[[ Data records, beginning ]]

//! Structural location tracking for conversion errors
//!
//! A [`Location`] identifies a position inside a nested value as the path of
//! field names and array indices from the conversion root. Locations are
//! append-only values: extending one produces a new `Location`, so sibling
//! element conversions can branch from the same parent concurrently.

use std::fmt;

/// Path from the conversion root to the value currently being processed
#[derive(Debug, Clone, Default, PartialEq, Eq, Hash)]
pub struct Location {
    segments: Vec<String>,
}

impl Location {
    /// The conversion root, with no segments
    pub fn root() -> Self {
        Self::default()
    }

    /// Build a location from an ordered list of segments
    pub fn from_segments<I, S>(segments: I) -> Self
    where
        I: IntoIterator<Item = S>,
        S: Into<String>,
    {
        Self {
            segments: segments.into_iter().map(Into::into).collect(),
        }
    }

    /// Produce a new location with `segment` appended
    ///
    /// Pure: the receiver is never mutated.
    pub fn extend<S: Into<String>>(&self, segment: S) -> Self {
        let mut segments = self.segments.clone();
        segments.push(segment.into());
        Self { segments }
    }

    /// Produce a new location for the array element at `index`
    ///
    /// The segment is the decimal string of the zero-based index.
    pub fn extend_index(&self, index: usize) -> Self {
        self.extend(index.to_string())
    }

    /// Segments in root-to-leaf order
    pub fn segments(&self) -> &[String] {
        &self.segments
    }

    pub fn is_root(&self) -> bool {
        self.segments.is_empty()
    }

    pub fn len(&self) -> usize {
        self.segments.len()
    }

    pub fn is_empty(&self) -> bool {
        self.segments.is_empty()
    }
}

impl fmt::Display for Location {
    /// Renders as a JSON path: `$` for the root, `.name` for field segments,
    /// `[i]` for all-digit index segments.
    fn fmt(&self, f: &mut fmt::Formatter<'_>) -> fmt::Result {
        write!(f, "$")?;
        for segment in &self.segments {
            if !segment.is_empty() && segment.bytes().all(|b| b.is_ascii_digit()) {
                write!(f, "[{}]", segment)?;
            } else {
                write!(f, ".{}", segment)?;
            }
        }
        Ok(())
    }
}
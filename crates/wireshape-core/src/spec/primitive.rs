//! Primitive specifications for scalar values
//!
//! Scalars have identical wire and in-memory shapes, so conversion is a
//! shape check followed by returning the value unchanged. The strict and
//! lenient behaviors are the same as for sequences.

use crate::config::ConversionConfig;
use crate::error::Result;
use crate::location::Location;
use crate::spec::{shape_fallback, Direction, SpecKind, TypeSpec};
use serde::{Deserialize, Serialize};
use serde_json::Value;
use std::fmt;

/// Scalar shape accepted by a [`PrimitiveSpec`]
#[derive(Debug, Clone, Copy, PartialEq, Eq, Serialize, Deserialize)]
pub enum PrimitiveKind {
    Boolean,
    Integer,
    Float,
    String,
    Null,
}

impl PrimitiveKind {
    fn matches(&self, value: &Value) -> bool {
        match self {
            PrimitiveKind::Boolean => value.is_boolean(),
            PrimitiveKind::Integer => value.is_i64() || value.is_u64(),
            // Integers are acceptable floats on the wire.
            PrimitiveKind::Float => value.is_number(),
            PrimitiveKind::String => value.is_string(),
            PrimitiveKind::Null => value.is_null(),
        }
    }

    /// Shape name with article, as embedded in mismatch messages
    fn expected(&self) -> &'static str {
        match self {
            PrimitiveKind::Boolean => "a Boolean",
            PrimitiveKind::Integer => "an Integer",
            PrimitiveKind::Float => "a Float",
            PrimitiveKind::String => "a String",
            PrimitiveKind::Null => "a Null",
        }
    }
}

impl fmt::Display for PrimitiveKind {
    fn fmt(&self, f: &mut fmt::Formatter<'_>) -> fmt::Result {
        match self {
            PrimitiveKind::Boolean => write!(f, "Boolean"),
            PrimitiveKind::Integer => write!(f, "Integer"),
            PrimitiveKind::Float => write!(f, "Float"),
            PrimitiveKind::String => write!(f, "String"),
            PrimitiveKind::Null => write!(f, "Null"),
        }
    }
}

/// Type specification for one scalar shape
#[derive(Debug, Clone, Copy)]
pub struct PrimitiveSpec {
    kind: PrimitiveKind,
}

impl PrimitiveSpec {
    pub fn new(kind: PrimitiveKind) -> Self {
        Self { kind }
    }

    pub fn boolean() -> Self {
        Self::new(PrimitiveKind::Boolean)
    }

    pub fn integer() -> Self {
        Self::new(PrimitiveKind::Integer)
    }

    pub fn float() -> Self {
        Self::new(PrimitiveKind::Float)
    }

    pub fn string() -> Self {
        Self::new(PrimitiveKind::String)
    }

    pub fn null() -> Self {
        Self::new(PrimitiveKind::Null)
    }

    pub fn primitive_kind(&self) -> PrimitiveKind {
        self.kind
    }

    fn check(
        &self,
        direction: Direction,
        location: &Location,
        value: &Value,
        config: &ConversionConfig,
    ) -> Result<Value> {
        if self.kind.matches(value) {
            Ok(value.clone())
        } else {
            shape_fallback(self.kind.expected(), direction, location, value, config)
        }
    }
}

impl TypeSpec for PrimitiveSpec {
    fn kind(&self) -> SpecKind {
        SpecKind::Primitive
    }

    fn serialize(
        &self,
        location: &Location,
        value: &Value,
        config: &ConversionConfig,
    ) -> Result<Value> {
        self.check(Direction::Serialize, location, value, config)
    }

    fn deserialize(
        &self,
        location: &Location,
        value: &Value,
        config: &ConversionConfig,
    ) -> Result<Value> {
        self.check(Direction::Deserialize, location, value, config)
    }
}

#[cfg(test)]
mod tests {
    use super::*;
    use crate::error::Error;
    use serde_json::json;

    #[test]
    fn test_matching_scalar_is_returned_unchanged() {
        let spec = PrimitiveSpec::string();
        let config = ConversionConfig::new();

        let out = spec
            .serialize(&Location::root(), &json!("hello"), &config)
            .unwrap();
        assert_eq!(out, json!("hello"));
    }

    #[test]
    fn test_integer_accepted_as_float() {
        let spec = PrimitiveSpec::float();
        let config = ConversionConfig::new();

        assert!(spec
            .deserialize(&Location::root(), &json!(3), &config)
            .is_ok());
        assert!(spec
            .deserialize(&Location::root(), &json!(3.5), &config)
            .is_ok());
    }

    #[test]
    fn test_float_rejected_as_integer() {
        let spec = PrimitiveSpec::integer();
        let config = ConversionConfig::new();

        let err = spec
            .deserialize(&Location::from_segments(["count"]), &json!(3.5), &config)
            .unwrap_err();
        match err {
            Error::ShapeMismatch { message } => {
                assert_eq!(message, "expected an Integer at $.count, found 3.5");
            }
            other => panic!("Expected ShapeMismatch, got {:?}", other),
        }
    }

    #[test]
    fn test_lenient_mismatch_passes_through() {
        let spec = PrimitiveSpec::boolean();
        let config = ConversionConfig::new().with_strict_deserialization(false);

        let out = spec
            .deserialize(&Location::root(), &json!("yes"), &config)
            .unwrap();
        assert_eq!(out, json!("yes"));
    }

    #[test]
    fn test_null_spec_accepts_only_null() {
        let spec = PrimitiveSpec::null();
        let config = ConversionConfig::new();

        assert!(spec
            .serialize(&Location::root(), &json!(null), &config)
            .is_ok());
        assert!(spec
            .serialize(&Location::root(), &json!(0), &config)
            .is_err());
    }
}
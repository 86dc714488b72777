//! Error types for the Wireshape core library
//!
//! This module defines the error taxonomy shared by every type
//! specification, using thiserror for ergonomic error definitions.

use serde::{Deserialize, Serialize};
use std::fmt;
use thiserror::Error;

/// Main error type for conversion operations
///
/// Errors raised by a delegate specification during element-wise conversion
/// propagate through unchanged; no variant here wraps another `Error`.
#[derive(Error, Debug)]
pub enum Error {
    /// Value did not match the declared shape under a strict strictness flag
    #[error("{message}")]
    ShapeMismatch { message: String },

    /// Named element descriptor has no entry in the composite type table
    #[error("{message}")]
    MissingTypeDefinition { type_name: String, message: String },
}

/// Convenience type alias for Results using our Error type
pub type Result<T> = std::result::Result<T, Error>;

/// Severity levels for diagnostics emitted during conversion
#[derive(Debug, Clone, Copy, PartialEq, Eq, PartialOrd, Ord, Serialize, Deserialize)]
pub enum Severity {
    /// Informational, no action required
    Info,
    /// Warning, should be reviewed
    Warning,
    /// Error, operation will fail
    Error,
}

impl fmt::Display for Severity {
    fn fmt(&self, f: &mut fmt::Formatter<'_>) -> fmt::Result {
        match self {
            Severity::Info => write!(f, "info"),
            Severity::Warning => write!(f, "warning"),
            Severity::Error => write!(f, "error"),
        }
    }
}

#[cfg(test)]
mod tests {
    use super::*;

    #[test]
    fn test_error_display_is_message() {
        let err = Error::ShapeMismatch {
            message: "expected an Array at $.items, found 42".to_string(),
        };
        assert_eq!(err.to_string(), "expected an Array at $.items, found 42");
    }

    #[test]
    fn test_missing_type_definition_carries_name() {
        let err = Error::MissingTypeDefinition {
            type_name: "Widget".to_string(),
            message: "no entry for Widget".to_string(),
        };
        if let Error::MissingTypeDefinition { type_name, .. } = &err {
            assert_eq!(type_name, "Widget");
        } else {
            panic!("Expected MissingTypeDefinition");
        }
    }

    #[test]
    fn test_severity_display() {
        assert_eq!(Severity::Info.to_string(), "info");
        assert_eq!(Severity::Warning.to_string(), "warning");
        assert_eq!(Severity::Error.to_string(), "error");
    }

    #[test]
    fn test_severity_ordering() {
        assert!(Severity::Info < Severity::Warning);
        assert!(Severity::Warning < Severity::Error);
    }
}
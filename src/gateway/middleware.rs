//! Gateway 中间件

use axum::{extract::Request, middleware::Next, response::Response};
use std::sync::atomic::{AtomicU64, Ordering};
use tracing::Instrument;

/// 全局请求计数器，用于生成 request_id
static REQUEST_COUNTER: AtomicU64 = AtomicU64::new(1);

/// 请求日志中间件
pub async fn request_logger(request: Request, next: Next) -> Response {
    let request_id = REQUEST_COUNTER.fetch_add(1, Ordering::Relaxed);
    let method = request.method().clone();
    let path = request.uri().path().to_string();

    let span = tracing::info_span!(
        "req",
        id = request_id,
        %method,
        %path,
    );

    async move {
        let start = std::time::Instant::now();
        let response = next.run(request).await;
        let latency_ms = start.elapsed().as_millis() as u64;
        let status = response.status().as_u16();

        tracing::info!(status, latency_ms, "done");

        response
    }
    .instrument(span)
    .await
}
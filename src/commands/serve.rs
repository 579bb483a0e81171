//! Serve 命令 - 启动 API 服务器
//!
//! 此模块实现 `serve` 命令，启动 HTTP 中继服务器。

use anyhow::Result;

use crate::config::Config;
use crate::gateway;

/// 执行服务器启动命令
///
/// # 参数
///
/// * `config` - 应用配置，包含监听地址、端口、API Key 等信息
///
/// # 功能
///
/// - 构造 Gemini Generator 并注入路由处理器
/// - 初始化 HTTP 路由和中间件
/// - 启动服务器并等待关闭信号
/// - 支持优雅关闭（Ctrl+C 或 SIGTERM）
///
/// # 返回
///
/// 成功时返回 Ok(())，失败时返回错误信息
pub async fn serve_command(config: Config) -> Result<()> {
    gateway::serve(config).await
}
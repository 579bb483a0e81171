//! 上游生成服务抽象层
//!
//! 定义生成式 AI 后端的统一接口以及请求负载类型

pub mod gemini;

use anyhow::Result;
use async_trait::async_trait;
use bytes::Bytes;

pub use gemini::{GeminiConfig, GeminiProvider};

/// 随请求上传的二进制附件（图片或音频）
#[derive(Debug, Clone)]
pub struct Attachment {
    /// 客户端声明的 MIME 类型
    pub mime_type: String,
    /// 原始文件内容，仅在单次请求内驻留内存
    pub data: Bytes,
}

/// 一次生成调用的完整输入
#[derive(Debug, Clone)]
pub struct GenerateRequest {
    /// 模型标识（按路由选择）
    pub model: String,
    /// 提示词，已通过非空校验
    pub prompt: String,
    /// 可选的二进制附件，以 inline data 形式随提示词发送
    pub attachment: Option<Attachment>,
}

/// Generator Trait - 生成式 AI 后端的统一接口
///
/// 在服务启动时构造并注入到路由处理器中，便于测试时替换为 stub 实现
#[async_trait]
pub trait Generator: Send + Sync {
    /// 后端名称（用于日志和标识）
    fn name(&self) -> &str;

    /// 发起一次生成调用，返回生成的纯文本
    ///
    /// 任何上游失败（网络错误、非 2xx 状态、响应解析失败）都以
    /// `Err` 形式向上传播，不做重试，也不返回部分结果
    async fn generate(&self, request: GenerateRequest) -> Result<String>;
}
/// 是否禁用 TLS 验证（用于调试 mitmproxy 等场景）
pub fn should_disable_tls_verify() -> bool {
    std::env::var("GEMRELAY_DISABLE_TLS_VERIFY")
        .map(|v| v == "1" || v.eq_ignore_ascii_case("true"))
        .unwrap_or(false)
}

[[ Data records, end ]]

Everything in the material above from the line that has "The strict and" through the line that has "PrimitiveKind::Integer => value.is_i64()" must be duplicated exactly, with no other lines given.

Task result =
//! shape check followed by returning the value unchanged. The strict and
//! lenient behaviors are the same as for sequences.

use crate::config::ConversionConfig;
use crate::error::Result;
use crate::location::Location;
use crate::spec::{shape_fallback, Direction, SpecKind, TypeSpec};
use serde::{Deserialize, Serialize};
use serde_json::Value;
use std::fmt;

/// Scalar shape accepted by a [`PrimitiveSpec`]
#[derive(Debug, Clone, Copy, PartialEq, Eq, Serialize, Deserialize)]
pub enum PrimitiveKind {
    Boolean,
    Integer,
    Float,
    String,
    Null,
}

impl PrimitiveKind {
    fn matches(&self, value: &Value) -> bool {
        match self {
            PrimitiveKind::Boolean => value.is_boolean(),
            PrimitiveKind::Integer => value.is_i64() || value.is_u64(),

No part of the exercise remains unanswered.